How operation Baghdad was bungled

How operation Baghdad was bungled
By Stephen Fidler
Copyright The Financial Times Limited 2006
Published: September 18 2006 03:00 | Last updated: September 18 2006 03:00


Condoleezza Rice, US secretary of state, has admitted that the US committed perhaps thousands of tactical errors in its invasion and occupation of Iraq. This excellent book by Thomas Ricks, The Washington Post's senior Pentagon correspondent, emphasises that the mistakes in Iraq were more profound than that: Washington's strategy was mis-begotten from the beginning.

Built on the goal of capturing Baghdad, the strategy was designed by Tommy Franks, the general who headed US Central Command. According to Ricks, Gen Franks was a long way from being a strategic thinker. He also succumbed to relentless pressure from Donald Rumsfeld, the defence secretary, to pare down the invading force. This meant there were insufficient troops to maintain order once the Battle of Baghdad was won.

Mr Rumsfeld, it appeared, was trying to do at least two things at once: win a war and prove to the world that the US could succeed in conflict with a lean, mean, technologically sophisticated military machine. He wanted to overturn the doctrine of overwhelming force used in the first Gulf war and disdained the resistance to change he saw in the US army.

But there is a law of economic policy that Mr Rumsfeld perhaps should have taken to heart: one policy tool for one policy objective. His notion about force numbers meant the US had the wherewithal to unseat a dictator but not to handle an occupation.

Mr Rumsfeld was not alone in his "fire and forget" approach. Senior Bush administration officials consistently "worst cased" the threat from Iraq and "best cased" the difficulties of occupation. "The result was that the US effort resembled a banana republic coup d'état more than a full-scale war plan that reflected the ambition of a great power to alter the politics of a crucial region of the world," Ricks says.

Once in charge, Washington failed to respect the iron rule of dealing with counter-insurgency: put one person, preferably a civilian, in charge. In Iraq, there were two - the civilian head of the Coalition Provisional Authority, Paul Bremer, and the military, led by Ricardo Sanchez. They rarely talked.

The military had no viable counter-insurgency plan either. Ricks argues that the US army took from the Vietnam war only the lesson that it should not get involved in new counter-insurgencies.

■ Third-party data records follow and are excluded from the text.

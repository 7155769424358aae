//! Multi-device recording session
//!
//! One session records any number of armed tracks at once, with one capture
//! pipeline per distinct device key (two tracks on the same interface share
//! a pipeline and receive identical audio). Tracks punch in and out of the
//! running session; the session itself only ends on `stop`.
//!
//! Per device the pipeline accumulates raw capture chunks off the device
//! thread and, when the session mixes playback, the master-bus reference
//! used later for bleed removal. Decode/teardown failures are isolated per
//! device: one dead interface never voids another interface's take.

use std::collections::{HashMap, HashSet};

use crate::dsp::bleed;
use crate::error::{MixerError, MixerResult};
use crate::types::{DeviceKey, SampleBuffer, StereoFrame, TrackId};

use super::backend::ChunkReceiver;
use super::pool::DeviceStreamPool;

/// Per-device capture pipeline
struct CapturePipeline {
    rx: ChunkReceiver,
    capture_rate: u32,
    /// Master-bus frames rendered while this pipeline recorded. Empty when
    /// playback never ran during the session (nothing to bleed-remove).
    reference: SampleBuffer,
}

/// One device's finished take
pub struct DeviceTake {
    pub device: DeviceKey,
    pub result: MixerResult<SampleBuffer>,
}

enum SessionPhase {
    Idle,
    Recording {
        /// Transport position at which the session started
        start_offset: f64,
        /// Tracks currently punched in
        active: HashSet<TrackId>,
        /// Every track that took part at any point, for take assignment
        participants: HashSet<TrackId>,
    },
}

/// Recording session state machine
pub struct RecordingSession {
    sample_rate: u32,
    phase: SessionPhase,
    pipelines: HashMap<DeviceKey, CapturePipeline>,
}

impl RecordingSession {
    pub fn new(sample_rate: u32) -> Self {
        Self {
            sample_rate,
            phase: SessionPhase::Idle,
            pipelines: HashMap::new(),
        }
    }

    pub fn is_recording(&self) -> bool {
        matches!(self.phase, SessionPhase::Recording { .. })
    }

    /// Transport position of the session start, if one is running
    pub fn start_offset(&self) -> Option<f64> {
        match &self.phase {
            SessionPhase::Recording { start_offset, .. } => Some(*start_offset),
            SessionPhase::Idle => None,
        }
    }

    /// Tracks currently punched in
    pub fn active_tracks(&self) -> Vec<TrackId> {
        match &self.phase {
            SessionPhase::Recording { active, .. } => {
                let mut ids: Vec<TrackId> = active.iter().copied().collect();
                ids.sort();
                ids
            }
            SessionPhase::Idle => Vec::new(),
        }
    }

    /// Start recording the armed tracks at the given transport position.
    ///
    /// `armed` is the (track, device) snapshot taken at start; distinct
    /// devices each get a pipeline, duplicates share one. Any device that
    /// fails to open aborts the whole start so the user never silently
    /// loses an armed input.
    pub fn start(
        &mut self,
        position: f64,
        armed: &[(TrackId, DeviceKey)],
        pool: &mut DeviceStreamPool,
    ) -> MixerResult<()> {
        if self.is_recording() {
            return Err(MixerError::AlreadyRecording);
        }
        if armed.is_empty() {
            return Err(MixerError::NoArmedTracks);
        }

        self.pipelines.clear();
        for (_, device) in armed {
            if self.pipelines.contains_key(device) {
                continue;
            }
            match self.open_pipeline(device, pool) {
                Ok(pipeline) => {
                    self.pipelines.insert(device.clone(), pipeline);
                }
                Err(e) => {
                    self.pipelines.clear();
                    return Err(e);
                }
            }
        }

        let ids: HashSet<TrackId> = armed.iter().map(|(id, _)| *id).collect();
        log::info!(
            "Recording started at {:.2}s: {} track(s) on {} device(s)",
            position,
            ids.len(),
            self.pipelines.len()
        );
        self.phase = SessionPhase::Recording {
            start_offset: position,
            active: ids.clone(),
            participants: ids,
        };
        Ok(())
    }

    fn open_pipeline(
        &self,
        device: &DeviceKey,
        pool: &mut DeviceStreamPool,
    ) -> MixerResult<CapturePipeline> {
        let rx = pool.subscribe(device)?;
        let capture_rate = pool.stream_sample_rate(device).unwrap_or(self.sample_rate);
        Ok(CapturePipeline {
            rx,
            capture_rate,
            reference: SampleBuffer::new(self.sample_rate),
        })
    }

    /// Add a track to the running session, opening its device pipeline if
    /// no other active track already uses that device.
    ///
    /// A punched-in track's audio starts mid-pipeline: its take begins at
    /// the session start like everyone else's on that device.
    pub fn punch_in(
        &mut self,
        id: TrackId,
        device: &DeviceKey,
        pool: &mut DeviceStreamPool,
    ) -> MixerResult<()> {
        if !self.is_recording() {
            return Err(MixerError::NotRecording);
        }

        if !self.pipelines.contains_key(device) {
            let pipeline = self.open_pipeline(device, pool)?;
            self.pipelines.insert(device.clone(), pipeline);
        }

        if let SessionPhase::Recording {
            active,
            participants,
            ..
        } = &mut self.phase
        {
            active.insert(id);
            participants.insert(id);
            log::info!("Punched in {} on {}", id, device);
        }
        Ok(())
    }

    /// Remove a track from the running session. Its device pipeline keeps
    /// capturing (another track may share it, and stopping a stream
    /// mid-session would glitch); the track simply stops being active.
    pub fn punch_out(&mut self, id: TrackId) -> MixerResult<()> {
        match &mut self.phase {
            SessionPhase::Recording { active, .. } => {
                if active.remove(&id) {
                    log::info!("Punched out {}", id);
                }
                Ok(())
            }
            SessionPhase::Idle => Err(MixerError::NotRecording),
        }
    }

    /// Append master-bus output to every pipeline's reference track.
    /// Called once per render quantum while the session runs.
    pub fn tap_reference(&mut self, master: &[StereoFrame]) {
        if !self.is_recording() {
            return;
        }
        for pipeline in self.pipelines.values_mut() {
            for &frame in master {
                pipeline.reference.push(frame);
            }
        }
    }

    /// End the session and decode every pipeline into a take.
    ///
    /// Per device: drain the queued chunks into a buffer, trim the
    /// calibrated one-way latency from the front, and if a playback
    /// reference was collected, subtract the estimated bleed. Failures
    /// stay inside their own `DeviceTake`.
    ///
    /// Returns the takes plus the participant track ids; the caller maps
    /// takes onto tracks by device key.
    pub fn stop(&mut self, compensation_secs: f64) -> MixerResult<(Vec<DeviceTake>, Vec<TrackId>)> {
        let SessionPhase::Recording { participants, .. } =
            std::mem::replace(&mut self.phase, SessionPhase::Idle)
        else {
            return Err(MixerError::NotRecording);
        };

        let mut takes = Vec::new();
        for (device, pipeline) in self.pipelines.drain() {
            let result = decode_pipeline(&device, pipeline, compensation_secs);
            if let Err(e) = &result {
                log::warn!("Take lost on {}: {}", device, e);
            }
            takes.push(DeviceTake { device, result });
        }
        takes.sort_by(|a, b| a.device.to_string().cmp(&b.device.to_string()));

        let mut ids: Vec<TrackId> = participants.into_iter().collect();
        ids.sort();
        log::info!("Recording stopped: {} take(s)", takes.len());
        Ok((takes, ids))
    }
}

/// Drain one pipeline's chunks into a latency-trimmed, bleed-cleaned buffer
fn decode_pipeline(
    device: &DeviceKey,
    pipeline: CapturePipeline,
    compensation_secs: f64,
) -> MixerResult<SampleBuffer> {
    let mut buffer = SampleBuffer::new(pipeline.capture_rate);
    while let Ok(chunk) = pipeline.rx.try_recv() {
        buffer.extend_from_interleaved(&chunk);
    }

    if buffer.is_empty() {
        return Err(MixerError::DecodeFailed {
            device: device.clone(),
            reason: "no audio captured (stream died or never delivered)".into(),
        });
    }

    let trim = (compensation_secs * pipeline.capture_rate as f64).round() as usize;
    buffer.trim_leading(trim);

    if !pipeline.reference.is_empty() {
        match bleed::remove_bleed(&buffer, &pipeline.reference) {
            Ok(cleaned) => buffer = cleaned,
            Err(MixerError::SampleRateMismatch { recorded, reference }) => {
                // Capture rate differs from engine rate: keep the raw take
                log::warn!(
                    "Skipping bleed removal on {}: capture {}Hz vs reference {}Hz",
                    device,
                    recorded,
                    reference
                );
            }
            Err(e) => return Err(e),
        }
    }

    Ok(buffer)
}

It failed to seal borders with neighbouring states, allowing foreign fighters to enter the country, and for much of 2003 and 2004 waged a conventional war against the insurgency.

This conventional war added fuel to the flames. In a counter-insurgency, the idea is not to kill as many of the enemy as you can; neither is it to throw large numbers of innocent -people into jail; nor to torture those that are there. Doing that alienates the population and in a counter-insurgency campaign the people are the prize.

As is clear from the many critiques of the conduct of the war cited by Ricks, the US military tries hard to learn from its mistakes and adapt its behaviour. However, because of the lack of a coherent strategy, he suggests, the lessons were learnt un-evenly, applied by commanders of some regions but not others. Even where there were local successes, frequent troop rotations meant that acquired local wisdom was lost. More-over, the mistakes made early in the campaign had so destabilised society and had given so much impetus to the insurgency that subsequent course corrections could do little to help.

Fiasco is one of two significant books from journalists on the military campaign in Iraq. The other, Cobra II, written by Michael Gordon of The New York Times and Bernard Trainor, a retired general, focuses on the campaign to capture Baghdad. It contains excellent descriptions of battles, but is more neutral in tone and the criticism of those running the campaign is more implicit. Ricks' book is more analytical, more judgmental, less wordy. It concisely explains the run-up to the war and the race for Baghdad but concentrates more on what happened after Saddam Hussein's statue was toppled.

Although he cites the evidence for his assertions and the countervailing view, Ricks does not pull his punches. As well as a US administration that refused to admit its mistakes, or correct or remove those who made them, targets include Gen Richard Myers, chairman of the joint chiefs of staff, who never publicly departed from the Rumsfeld line. He is critical of Gen Franks, Mr Bremer and George Tenet, the CIA chief who helped make the case for war, who he says were among those most responsible for mishandling the war. All three were awarded the Presidential Medal of Freedom.

Now, Baghdad is described as resembling a "Hobbesian state", where all are at war against all others and where any security is self-provided. Failure of the military adventure is not guaranteed, but what would now be viewed as success does not look fantastic either. "We never got to the hard stuff," one reserve army officer is quoted as saying. "We did the easy stuff so badly."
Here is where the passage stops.